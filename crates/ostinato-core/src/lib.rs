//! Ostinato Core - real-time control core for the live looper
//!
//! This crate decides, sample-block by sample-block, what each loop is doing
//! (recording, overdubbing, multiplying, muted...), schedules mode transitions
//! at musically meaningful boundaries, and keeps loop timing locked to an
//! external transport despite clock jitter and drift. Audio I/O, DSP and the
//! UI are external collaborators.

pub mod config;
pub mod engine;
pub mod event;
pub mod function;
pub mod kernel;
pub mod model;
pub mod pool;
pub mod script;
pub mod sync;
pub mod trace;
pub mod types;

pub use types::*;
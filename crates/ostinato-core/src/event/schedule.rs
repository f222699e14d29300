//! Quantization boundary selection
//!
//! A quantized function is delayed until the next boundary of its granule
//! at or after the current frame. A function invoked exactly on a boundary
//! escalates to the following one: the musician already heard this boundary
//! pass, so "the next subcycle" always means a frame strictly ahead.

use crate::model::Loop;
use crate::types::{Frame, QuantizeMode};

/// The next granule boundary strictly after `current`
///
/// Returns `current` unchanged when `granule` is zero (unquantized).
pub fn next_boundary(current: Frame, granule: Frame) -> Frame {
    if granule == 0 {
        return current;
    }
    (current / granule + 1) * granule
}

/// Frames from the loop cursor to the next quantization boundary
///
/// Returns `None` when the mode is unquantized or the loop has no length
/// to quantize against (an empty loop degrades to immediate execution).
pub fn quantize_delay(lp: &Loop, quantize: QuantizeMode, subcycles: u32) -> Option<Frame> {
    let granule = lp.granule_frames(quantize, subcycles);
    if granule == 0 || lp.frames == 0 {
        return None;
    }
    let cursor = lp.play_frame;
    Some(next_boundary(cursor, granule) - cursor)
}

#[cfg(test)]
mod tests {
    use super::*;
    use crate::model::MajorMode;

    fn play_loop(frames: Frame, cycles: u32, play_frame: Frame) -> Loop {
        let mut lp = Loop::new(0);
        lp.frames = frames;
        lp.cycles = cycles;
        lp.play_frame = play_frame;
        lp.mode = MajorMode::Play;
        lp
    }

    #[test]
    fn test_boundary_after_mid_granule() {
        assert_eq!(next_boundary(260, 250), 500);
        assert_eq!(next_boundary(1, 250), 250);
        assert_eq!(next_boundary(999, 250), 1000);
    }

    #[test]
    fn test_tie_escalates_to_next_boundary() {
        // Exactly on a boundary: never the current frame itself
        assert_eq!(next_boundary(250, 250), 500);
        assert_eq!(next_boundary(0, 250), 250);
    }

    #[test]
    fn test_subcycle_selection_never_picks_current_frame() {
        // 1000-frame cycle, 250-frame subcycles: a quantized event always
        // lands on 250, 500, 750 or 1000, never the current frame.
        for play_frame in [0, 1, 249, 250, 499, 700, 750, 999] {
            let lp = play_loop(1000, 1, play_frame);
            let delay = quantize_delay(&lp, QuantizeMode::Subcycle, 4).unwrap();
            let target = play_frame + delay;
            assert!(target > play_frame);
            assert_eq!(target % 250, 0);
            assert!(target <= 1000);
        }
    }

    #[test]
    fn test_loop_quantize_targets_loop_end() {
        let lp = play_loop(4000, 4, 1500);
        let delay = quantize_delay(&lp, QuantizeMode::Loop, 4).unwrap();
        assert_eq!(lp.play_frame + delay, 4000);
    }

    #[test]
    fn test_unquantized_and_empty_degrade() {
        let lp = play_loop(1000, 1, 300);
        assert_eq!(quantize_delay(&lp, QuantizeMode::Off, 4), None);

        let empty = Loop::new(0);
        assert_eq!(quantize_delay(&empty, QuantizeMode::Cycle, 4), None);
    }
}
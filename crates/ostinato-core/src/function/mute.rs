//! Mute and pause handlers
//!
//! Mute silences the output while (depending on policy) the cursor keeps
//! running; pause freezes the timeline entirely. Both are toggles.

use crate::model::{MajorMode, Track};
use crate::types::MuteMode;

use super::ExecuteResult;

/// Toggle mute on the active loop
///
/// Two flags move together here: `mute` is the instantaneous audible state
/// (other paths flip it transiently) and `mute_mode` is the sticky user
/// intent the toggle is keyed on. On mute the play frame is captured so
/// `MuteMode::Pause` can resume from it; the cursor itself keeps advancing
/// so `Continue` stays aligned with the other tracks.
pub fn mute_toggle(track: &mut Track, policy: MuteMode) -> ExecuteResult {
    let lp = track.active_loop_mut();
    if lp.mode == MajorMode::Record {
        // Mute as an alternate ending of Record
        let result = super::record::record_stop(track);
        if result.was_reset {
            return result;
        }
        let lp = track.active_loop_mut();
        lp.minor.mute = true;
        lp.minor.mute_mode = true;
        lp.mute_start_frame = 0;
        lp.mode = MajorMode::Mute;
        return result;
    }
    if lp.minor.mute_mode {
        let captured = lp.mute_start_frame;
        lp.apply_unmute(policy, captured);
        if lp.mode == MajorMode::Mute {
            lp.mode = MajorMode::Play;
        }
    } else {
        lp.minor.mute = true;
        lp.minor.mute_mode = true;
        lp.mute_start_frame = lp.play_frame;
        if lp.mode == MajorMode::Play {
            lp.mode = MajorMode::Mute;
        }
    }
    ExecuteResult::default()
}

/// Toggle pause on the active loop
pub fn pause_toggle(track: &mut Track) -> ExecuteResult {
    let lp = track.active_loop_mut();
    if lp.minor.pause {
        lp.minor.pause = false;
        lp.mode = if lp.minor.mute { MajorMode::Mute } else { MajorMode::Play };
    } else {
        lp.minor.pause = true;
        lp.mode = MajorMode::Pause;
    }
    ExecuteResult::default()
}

## REQUIREMENT
The full listing is to be restated word for word.

## THE COMPLETED TASK
filename crates/ostinato-core/src/lib.rs
//! Ostinato Core - real-time control core for the live looper
//!
//! This crate decides, sample-block by sample-block, what each loop is doing
//! (recording, overdubbing, multiplying, muted...), schedules mode transitions
//! at musically meaningful boundaries, and keeps loop timing locked to an
//! external transport despite clock jitter and drift. Audio I/O, DSP and the
//! UI are external collaborators.

pub mod config;
pub mod engine;
pub mod event;
pub mod function;
pub mod kernel;
pub mod model;
pub mod pool;
pub mod script;
pub mod sync;
pub mod trace;
pub mod types;

pub use types::*;
filename crates/ostinato-core/src/event/schedule.rs
repository f222699e14d29300
//! Quantization boundary selection
//!
//! A quantized function is delayed until the next boundary of its granule
//! at or after the current frame. A function invoked exactly on a boundary
//! escalates to the following one: the musician already heard this boundary
//! pass, so "the next subcycle" always means a frame strictly ahead.

use crate::model::Loop;
use crate::types::{Frame, QuantizeMode};

/// The next granule boundary strictly after `current`
///
/// Returns `current` unchanged when `granule` is zero (unquantized).
pub fn next_boundary(current: Frame, granule: Frame) -> Frame {
    if granule == 0 {
        return current;
    }
    (current / granule + 1) * granule
}

/// Frames from the loop cursor to the next quantization boundary
///
/// Returns `None` when the mode is unquantized or the loop has no length
/// to quantize against (an empty loop degrades to immediate execution).
pub fn quantize_delay(lp: &Loop, quantize: QuantizeMode, subcycles: u32) -> Option<Frame> {
    let granule = lp.granule_frames(quantize, subcycles);
    if granule == 0 || lp.frames == 0 {
        return None;
    }
    let cursor = lp.play_frame;
    Some(next_boundary(cursor, granule) - cursor)
}

#[cfg(test)]
mod tests {
    use super::*;
    use crate::model::MajorMode;

    fn play_loop(frames: Frame, cycles: u32, play_frame: Frame) -> Loop {
        let mut lp = Loop::new(0);
        lp.frames = frames;
        lp.cycles = cycles;
        lp.play_frame = play_frame;
        lp.mode = MajorMode::Play;
        lp
    }

    #[test]
    fn test_boundary_after_mid_granule() {
        assert_eq!(next_boundary(260, 250), 500);
        assert_eq!(next_boundary(1, 250), 250);
        assert_eq!(next_boundary(999, 250), 1000);
    }

    #[test]
    fn test_tie_escalates_to_next_boundary() {
        // Exactly on a boundary: never the current frame itself
        assert_eq!(next_boundary(250, 250), 500);
        assert_eq!(next_boundary(0, 250), 250);
    }

    #[test]
    fn test_subcycle_selection_never_picks_current_frame() {
        // 1000-frame cycle, 250-frame subcycles: a quantized event always
        // lands on 250, 500, 750 or 1000, never the current frame.
        for play_frame in [0, 1, 249, 250, 499, 700, 750, 999] {
            let lp = play_loop(1000, 1, play_frame);
            let delay = quantize_delay(&lp, QuantizeMode::Subcycle, 4).unwrap();
            let target = play_frame + delay;
            assert!(target > play_frame);
            assert_eq!(target % 250, 0);
            assert!(target <= 1000);
        }
    }

    #[test]
    fn test_loop_quantize_targets_loop_end() {
        let lp = play_loop(4000, 4, 1500);
        let delay = quantize_delay(&lp, QuantizeMode::Loop, 4).unwrap();
        assert_eq!(lp.play_frame + delay, 4000);
    }

    #[test]
    fn test_unquantized_and_empty_degrade() {
        let lp = play_loop(1000, 1, 300);
        assert_eq!(quantize_delay(&lp, QuantizeMode::Off, 4), None);

        let empty = Loop::new(0);
        assert_eq!(quantize_delay(&empty, QuantizeMode::Cycle, 4), None);
    }
}
filename crates/ostinato-core/src/function/mute.rs
//! Mute and pause handlers
//!
//! Mute silences the output while (depending on policy) the cursor keeps
//! running; pause freezes the timeline entirely. Both are toggles.

use crate::model::{MajorMode, Track};
use crate::types::MuteMode;

use super::ExecuteResult;

/// Toggle mute on the active loop
///
/// Two flags move together here: `mute` is the instantaneous audible state
/// (other paths flip it transiently) and `mute_mode` is the sticky user
/// intent the toggle is keyed on. On mute the play frame is captured so
/// `MuteMode::Pause` can resume from it; the cursor itself keeps advancing
/// so `Continue` stays aligned with the other tracks.
pub fn mute_toggle(track: &mut Track, policy: MuteMode) -> ExecuteResult {
    let lp = track.active_loop_mut();
    if lp.mode == MajorMode::Record {
        // Mute as an alternate ending of Record
        let result = super::record::record_stop(track);
        if result.was_reset {
            return result;
        }
        let lp = track.active_loop_mut();
        lp.minor.mute = true;
        lp.minor.mute_mode = true;
        lp.mute_start_frame = 0;
        lp.mode = MajorMode::Mute;
        return result;
    }
    if lp.minor.mute_mode {
        let captured = lp.mute_start_frame;
        lp.apply_unmute(policy, captured);
        if lp.mode == MajorMode::Mute {
            lp.mode = MajorMode::Play;
        }
    } else {
        lp.minor.mute = true;
        lp.minor.mute_mode = true;
        lp.mute_start_frame = lp.play_frame;
        if lp.mode == MajorMode::Play {
            lp.mode = MajorMode::Mute;
        }
    }
    ExecuteResult::default()
}

/// Toggle pause on the active loop
pub fn pause_toggle(track: &mut Track) -> ExecuteResult {
    let lp = track.active_loop_mut();
    if lp.minor.pause {
        lp.minor.pause = false;
        lp.mode = if lp.minor.mute { MajorMode::Mute } else { MajorMode::Play };
    } else {
        lp.minor.pause = true;
        lp.mode = MajorMode::Pause;
    }
    ExecuteResult::default()
}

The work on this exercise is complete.